Marshall Lee’s Bookmaking, now in a third edition, offers standard definitions of the processes of book editing, design, and production, with a response to the notion that the Internet has changed everything. Although he incorporates information about digital technologies throughout, Lee emphasizes the traditional duties of editors, designers, and others in making books.
A standard starting point for book design is Philip B. Meggs’s Meggs’ History of Graphic Design, now in a fifth edition with Alston W. Purvis. The heavily illustrated volume offers a comprehensive, global survey of notable stages in graphic design’s development to the present. Very much a textbook or reference work, it emphasizes influential schools, movements, and individuals. For Meggs and Purvis, the book—either printed or digital—is clearly a form that will evolve through graphic design’s art.

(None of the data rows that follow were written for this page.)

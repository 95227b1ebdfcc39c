use arrayvec::ArrayVec;

use crate::color::{SampledSpectrum, SampledWavelengths, Spectra};
use crate::error::{SceneError, SceneResult};
use crate::math::*;
use crate::scene::{SpectrumId, TextureId, TextureType};

/// Deepest chain of nested textures one lookup may walk.
pub const MAX_TEXTURE_DEPTH: usize = 16;

/// Wavelength the scalar view of a spectral texture is taken at.
const FLOAT_TEXTURE_LAMBDA: Float = 550.0;

pub trait AbstractTextureEvaluator {
    fn evaluate(&self, texture: TextureId, uv: Point2f, lambda: &SampledWavelengths) -> SampledSpectrum;

    fn evaluate_float(&self, texture: TextureId, uv: Point2f) -> Float;
}

/// A single channel image, addressed in `[0, 1]^2` with `v` growing
/// downwards. Lookups take the nearest texel.
#[derive(Debug, Clone, PartialEq)]
pub struct Image {
    width: usize,
    height: usize,
    data: Vec<Float>,
}

impl Image {
    pub fn new(width: usize, height: usize, data: Vec<Float>) -> Option<Image> {
        if width == 0 || height == 0 || data.len() != width * height {
            return None;
        }
        Some(Image { width, height, data })
    }

    #[inline]
    pub fn width(&self) -> usize { self.width }

    #[inline]
    pub fn height(&self) -> usize { self.height }

    #[inline]
    pub fn data(&self) -> &[Float] { &self.data }

    #[inline]
    pub fn texel(&self, x: usize, y: usize) -> Float {
        self.data[y * self.width + x]
    }

    /// Nearest lookup with repeat wrapping.
    pub fn lookup_nearest(&self, uv: Point2f) -> Float {
        let wrap = |v: Float, n: usize| {
            let i = (v * n as Float).floor() as i64;
            i.rem_euclid(n as i64) as usize
        };
        self.texel(wrap(uv.x, self.width), wrap(uv.y, self.height))
    }
}

#[derive(Debug, Clone, Copy, PartialEq)]
pub struct ConstantTexture {
    pub spectrum: SpectrumId,
}

#[derive(Debug, Clone, Copy, PartialEq)]
pub struct ImageTexture {
    pub image: u32,
}

/// Product of two textures.
#[derive(Debug, Clone, Copy, PartialEq)]
pub struct ScaleTexture {
    pub left: TextureId,
    pub right: TextureId,
}

/// Alternates between two textures on the unit grid in uv.
#[derive(Debug, Clone, Copy, PartialEq)]
pub struct CheckerboardTexture {
    pub even: TextureId,
    pub odd: TextureId,
}

impl CheckerboardTexture {
    #[inline]
    pub fn select(&self, uv: Point2f) -> TextureId {
        let parity = (uv.x.floor() as i64 + uv.y.floor() as i64).rem_euclid(2);
        if parity == 0 { self.even } else { self.odd }
    }
}

#[derive(Debug, Clone, Default)]
pub struct Textures {
    constant: Vec<ConstantTexture>,
    image: Vec<ImageTexture>,
    scale: Vec<ScaleTexture>,
    checkerboard: Vec<CheckerboardTexture>,
    images: Vec<Image>,
}

impl Textures {
    pub fn add_constant(&mut self, spectrum: SpectrumId) -> TextureId {
        let id = TextureId::new(TextureType::Constant, self.constant.len());
        self.constant.push(ConstantTexture { spectrum });
        id
    }

    pub fn add_image(&mut self, image: Image) -> TextureId {
        let id = TextureId::new(TextureType::Image, self.image.len());
        self.image.push(ImageTexture { image: self.images.len() as u32 });
        self.images.push(image);
        id
    }

    pub fn add_scale(&mut self, left: TextureId, right: TextureId) -> TextureId {
        let id = TextureId::new(TextureType::Scale, self.scale.len());
        self.scale.push(ScaleTexture { left, right });
        id
    }

    pub fn add_checkerboard(&mut self, even: TextureId, odd: TextureId) -> TextureId {
        let id = TextureId::new(TextureType::Checkerboard, self.checkerboard.len());
        self.checkerboard.push(CheckerboardTexture { even, odd });
        id
    }

    pub fn contains(&self, texture: TextureId) -> bool {
        let idx = texture.idx();
        match texture.ty() {
            TextureType::Constant => idx < self.constant.len(),
            TextureType::Image => idx < self.image.len(),
            TextureType::Scale => idx < self.scale.len(),
            TextureType::Checkerboard => idx < self.checkerboard.len(),
        }
    }

    /// Textures referenced by `texture` that must exist for it to evaluate.
    pub fn children(&self, texture: TextureId) -> ArrayVec<TextureId, 2> {
        let mut out = ArrayVec::new();
        match texture.ty() {
            TextureType::Scale => {
                let s = &self.scale[texture.idx()];
                out.push(s.left);
                out.push(s.right);
            }
            TextureType::Checkerboard => {
                let c = &self.checkerboard[texture.idx()];
                out.push(c.even);
                out.push(c.odd);
            }
            TextureType::Constant | TextureType::Image => {}
        }
        out
    }

    pub fn constant_spectrum(&self, texture: TextureId) -> Option<SpectrumId> {
        match texture.ty() {
            TextureType::Constant => Some(self.constant[texture.idx()].spectrum),
            _ => None,
        }
    }

    /// Multiplies together every leaf reached from `texture`. Scale nodes
    /// fan out into both operands and checkerboards pick one side, so the
    /// walk is a product over a tree and needs no recursion.
    fn walk<F: FnMut(TextureId)>(&self, texture: TextureId, uv: Point2f, mut leaf: F) {
        let mut pending: ArrayVec<TextureId, MAX_TEXTURE_DEPTH> = ArrayVec::new();
        pending.push(texture);

        while let Some(tex) = pending.pop() {
            match tex.ty() {
                TextureType::Constant | TextureType::Image => leaf(tex),
                TextureType::Scale => {
                    let s = &self.scale[tex.idx()];
                    assert!(pending.remaining_capacity() >= 2, "texture nesting deeper than {MAX_TEXTURE_DEPTH}");
                    pending.push(s.right);
                    pending.push(s.left);
                }
                TextureType::Checkerboard => {
                    pending.push(self.checkerboard[tex.idx()].select(uv));
                }
            }
        }
    }

    pub fn evaluate(
        &self,
        spectra: &Spectra,
        texture: TextureId,
        uv: Point2f,
        lambda: &SampledWavelengths,
    ) -> SampledSpectrum {
        use crate::color::AbstractSpectrumEvaluator as _;

        let mut result = SampledSpectrum::from_const(1.0);
        self.walk(texture, uv, |tex| match tex.ty() {
            TextureType::Constant => result *= spectra.sample(self.constant[tex.idx()].spectrum, lambda),
            TextureType::Image => result *= self.image_value(tex, uv),
            _ => unreachable!(),
        });
        result
    }

    pub fn evaluate_float(&self, spectra: &Spectra, texture: TextureId, uv: Point2f) -> Float {
        let mut result = 1.0;
        self.walk(texture, uv, |tex| match tex.ty() {
            TextureType::Constant => result *= spectra.get(self.constant[tex.idx()].spectrum, FLOAT_TEXTURE_LAMBDA),
            TextureType::Image => result *= self.image_value(tex, uv),
            _ => unreachable!(),
        });
        result
    }

    /// Checks that every texture's operands exist and that no chain of
    /// nested textures outgrows the evaluation stack.
    pub(crate) fn validate(&self, spectra: &Spectra) -> SceneResult<()> {
        let all = (0..self.constant.len())
            .map(|i| TextureId::new(TextureType::Constant, i))
            .chain((0..self.scale.len()).map(|i| TextureId::new(TextureType::Scale, i)))
            .chain((0..self.checkerboard.len()).map(|i| TextureId::new(TextureType::Checkerboard, i)));

        for texture in all {
            let mut pending: Vec<(TextureId, usize)> = vec![(texture, 1)];
            while let Some((tex, depth)) = pending.pop() {
                if !self.contains(tex) {
                    return Err(SceneError::InvalidTexture(tex));
                }
                if depth >= MAX_TEXTURE_DEPTH {
                    return Err(SceneError::TextureDepth(MAX_TEXTURE_DEPTH));
                }
                if let Some(spectrum) = self.constant_spectrum(tex) {
                    if !spectra.contains(spectrum) {
                        return Err(SceneError::InvalidSpectrum(spectrum));
                    }
                }
                pending.extend(self.children(tex).into_iter().map(|c| (c, depth + 1)));
            }
        }
        Ok(())
    }

    #[inline]
    fn image_value(&self, texture: TextureId, uv: Point2f) -> Float {
        let image = &self.images[self.image[texture.idx()].image as usize];
        image.lookup_nearest(uv)
    }
}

Simon Garfield’s Just My Type is a very readable look at the history behind the names seen in computer toolbars’ pull-down font menus: Cooper Black, Garamond, Baskerville, and many more. Garfield’s survey starts with Gutenberg and concludes with remarks on how Luc de Groot’s Calibri, Microsoft’s font of choice, has perhaps changed the whole look of mass communication.
A more traditional discussion of typography is Jerry Kelly’s elegant The Art of the Book in the Twentieth Century. From the assertion that “All great book design is built around the single element of a fine type page,” Kelly describes the contributions of typographers like Bruce Rogers, Max Caflisch, and Hermann Zapf. Again, check your toolbar’s fonts to see their names in typefaces. Steven Heller and Louise Fili’s Scripts is a picture book of early- to mid-twentieth-century European and American typefaces.
Bonnie Mak’s How the Page Matters is a tantalizing title. In tracking a single text from medieval manuscript to printed book and then to digital edition, Mak looks at the “dynamic” relationships of materials and meaning. Her focus on the page—manuscript, printed, and digital—as a “mechanism” for organizing and transmitting ideas resonates with book history: each form has its own life history to be retold.
Peter Stoicheff and Andrew Taylor’s The Future of the Page is a collection of contributed conference papers that identify admirable features and attributes of pages from the past and present, with several offering visions of what pages could become.
Nicole Matthews and Nickianne Moody’s Judging a Book by Its Cover collects contributed essays about the significance of ephemeral dust jackets, showing that covers “really matter” in conveying authors’ messages to readers.
Richard A. Lupoff’s The Great American Paperback is a large, heavily illustrated coffee-table book about cheap paperbacks with sensationally illustrated covers, providing a record of popular titles up to the e-book and print on demand.
Finally, recognition that the communication circuit between author and readers can really close is presented in H. J. Jackson’s Marginalia. Jackson examines what underlinings, pointing fingers, and other marginal notes say about the process of reading, thinking, and communicating, especially in periods of book scarcity, when books and their readers’ notes were intended to be shared. Jackson’s study anticipates print’s critics who predict increased customization and author-reader interactivity in the digital book’s future.
Exemplars of good book design are delightful. Blending chronology with themes, Des Cowley and Clare Williamson’s The World of the Book offers a comprehensive survey of the history of the book. A notable emphasis on modernist literary high points is balanced by coverage of books from Australia and Japan and others about Pacific exploration. Equally interesting is Alan Bartram’s Five Hundred Years of Book Design. Bartram’s typographical examples refreshingly focus on books’ interior pages printed in roman types, instead of title pages. An accompanying “A history of book printing in 3.5 pages” emphasizes attributes of typography and page design that impact readability.